### YOUR INSTRUCTIONS
The response must consist of each line in the listing that has the word "info" in it.

+++

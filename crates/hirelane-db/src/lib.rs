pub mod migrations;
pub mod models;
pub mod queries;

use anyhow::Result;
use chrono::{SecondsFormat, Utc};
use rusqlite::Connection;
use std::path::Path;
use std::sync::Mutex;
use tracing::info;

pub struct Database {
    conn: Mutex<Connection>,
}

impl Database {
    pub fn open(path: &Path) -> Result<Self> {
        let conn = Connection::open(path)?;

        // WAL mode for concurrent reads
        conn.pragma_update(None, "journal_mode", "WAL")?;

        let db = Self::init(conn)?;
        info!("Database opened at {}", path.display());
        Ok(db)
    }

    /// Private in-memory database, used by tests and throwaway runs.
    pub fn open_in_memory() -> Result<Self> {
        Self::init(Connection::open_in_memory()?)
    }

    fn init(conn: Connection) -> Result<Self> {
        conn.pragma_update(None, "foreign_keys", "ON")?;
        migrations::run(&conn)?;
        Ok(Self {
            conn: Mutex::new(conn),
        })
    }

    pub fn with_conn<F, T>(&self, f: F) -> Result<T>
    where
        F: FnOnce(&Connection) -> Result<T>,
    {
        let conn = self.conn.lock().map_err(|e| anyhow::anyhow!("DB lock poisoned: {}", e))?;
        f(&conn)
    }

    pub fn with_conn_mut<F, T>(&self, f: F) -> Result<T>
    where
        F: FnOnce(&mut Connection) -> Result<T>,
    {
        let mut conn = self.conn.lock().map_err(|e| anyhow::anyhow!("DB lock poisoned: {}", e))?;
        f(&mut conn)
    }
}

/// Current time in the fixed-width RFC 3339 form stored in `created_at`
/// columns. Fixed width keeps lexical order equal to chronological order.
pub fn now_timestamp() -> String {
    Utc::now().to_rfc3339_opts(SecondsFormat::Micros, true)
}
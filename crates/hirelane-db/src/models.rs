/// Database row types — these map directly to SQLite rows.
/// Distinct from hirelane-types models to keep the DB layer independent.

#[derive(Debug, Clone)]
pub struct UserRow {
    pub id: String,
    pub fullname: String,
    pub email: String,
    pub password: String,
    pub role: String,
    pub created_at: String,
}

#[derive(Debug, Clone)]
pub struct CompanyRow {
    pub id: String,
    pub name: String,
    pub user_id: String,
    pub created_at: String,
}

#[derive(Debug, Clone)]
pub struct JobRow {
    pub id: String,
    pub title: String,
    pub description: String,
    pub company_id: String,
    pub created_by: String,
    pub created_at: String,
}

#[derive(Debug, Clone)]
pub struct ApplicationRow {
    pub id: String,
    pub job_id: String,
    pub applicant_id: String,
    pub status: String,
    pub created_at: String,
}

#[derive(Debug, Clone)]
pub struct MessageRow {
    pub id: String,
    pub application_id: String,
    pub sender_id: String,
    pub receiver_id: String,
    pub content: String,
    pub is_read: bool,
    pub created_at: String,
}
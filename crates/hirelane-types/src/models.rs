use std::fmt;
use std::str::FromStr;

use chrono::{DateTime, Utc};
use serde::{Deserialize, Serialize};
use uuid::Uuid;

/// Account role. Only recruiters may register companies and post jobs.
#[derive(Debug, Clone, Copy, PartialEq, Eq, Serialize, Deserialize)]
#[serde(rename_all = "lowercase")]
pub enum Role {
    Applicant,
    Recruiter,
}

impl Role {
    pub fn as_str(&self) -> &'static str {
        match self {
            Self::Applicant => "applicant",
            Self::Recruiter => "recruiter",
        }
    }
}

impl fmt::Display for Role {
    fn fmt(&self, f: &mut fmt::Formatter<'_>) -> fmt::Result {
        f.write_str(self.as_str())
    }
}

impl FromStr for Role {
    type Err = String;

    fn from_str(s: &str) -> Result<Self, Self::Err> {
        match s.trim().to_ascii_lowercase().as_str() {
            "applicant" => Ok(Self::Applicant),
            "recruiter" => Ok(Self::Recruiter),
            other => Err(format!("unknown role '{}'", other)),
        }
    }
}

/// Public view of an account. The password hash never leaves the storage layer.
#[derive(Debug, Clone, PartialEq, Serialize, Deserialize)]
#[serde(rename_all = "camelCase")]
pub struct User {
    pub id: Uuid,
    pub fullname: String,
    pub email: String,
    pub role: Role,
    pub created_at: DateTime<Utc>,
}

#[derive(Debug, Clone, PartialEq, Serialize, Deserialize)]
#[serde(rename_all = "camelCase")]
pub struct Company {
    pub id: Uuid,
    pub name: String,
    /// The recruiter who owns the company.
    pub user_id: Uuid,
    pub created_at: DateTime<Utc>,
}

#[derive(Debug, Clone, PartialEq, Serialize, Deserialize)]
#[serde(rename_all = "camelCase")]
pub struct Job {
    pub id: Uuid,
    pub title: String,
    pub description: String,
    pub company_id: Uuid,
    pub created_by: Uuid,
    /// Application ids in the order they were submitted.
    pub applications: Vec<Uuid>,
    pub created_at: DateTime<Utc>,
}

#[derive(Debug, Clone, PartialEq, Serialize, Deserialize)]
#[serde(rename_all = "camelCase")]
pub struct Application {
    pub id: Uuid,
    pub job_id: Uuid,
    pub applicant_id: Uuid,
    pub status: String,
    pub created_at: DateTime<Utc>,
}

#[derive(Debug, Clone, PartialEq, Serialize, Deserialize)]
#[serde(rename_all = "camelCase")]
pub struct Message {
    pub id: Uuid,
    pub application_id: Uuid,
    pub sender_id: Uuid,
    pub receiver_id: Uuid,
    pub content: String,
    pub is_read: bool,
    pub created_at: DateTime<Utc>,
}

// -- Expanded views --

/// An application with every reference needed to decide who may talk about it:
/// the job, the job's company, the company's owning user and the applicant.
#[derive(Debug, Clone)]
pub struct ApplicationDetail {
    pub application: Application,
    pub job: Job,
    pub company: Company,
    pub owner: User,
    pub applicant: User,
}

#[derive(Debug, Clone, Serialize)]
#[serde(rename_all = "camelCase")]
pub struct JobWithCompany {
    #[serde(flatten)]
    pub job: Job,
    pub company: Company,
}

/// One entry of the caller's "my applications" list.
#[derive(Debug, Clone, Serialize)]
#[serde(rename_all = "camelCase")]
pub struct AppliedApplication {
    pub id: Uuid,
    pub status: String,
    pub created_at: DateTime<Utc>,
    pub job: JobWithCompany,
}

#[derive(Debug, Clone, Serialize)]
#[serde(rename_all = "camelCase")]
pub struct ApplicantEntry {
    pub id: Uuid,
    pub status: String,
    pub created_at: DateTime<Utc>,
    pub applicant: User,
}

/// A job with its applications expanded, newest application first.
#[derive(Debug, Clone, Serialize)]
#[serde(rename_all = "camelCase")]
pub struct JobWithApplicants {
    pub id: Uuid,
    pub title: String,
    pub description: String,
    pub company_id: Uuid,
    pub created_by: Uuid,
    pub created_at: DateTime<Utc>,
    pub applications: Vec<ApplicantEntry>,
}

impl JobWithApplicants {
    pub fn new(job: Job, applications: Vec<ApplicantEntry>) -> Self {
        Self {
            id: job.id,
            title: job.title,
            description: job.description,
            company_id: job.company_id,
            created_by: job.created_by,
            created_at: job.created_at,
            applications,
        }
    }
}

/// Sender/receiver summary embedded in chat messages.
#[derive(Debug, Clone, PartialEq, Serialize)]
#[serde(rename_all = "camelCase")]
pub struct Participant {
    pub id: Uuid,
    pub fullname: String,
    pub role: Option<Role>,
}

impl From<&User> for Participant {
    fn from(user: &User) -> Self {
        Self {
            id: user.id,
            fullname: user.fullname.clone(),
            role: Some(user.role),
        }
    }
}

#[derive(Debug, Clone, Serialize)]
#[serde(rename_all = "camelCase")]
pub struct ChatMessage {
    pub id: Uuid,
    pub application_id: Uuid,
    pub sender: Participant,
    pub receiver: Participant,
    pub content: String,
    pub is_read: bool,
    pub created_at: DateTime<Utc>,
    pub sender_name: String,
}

+++

### WRITTEN ANSWER
use tracing::info;
        info!("Database opened at {}", path.display());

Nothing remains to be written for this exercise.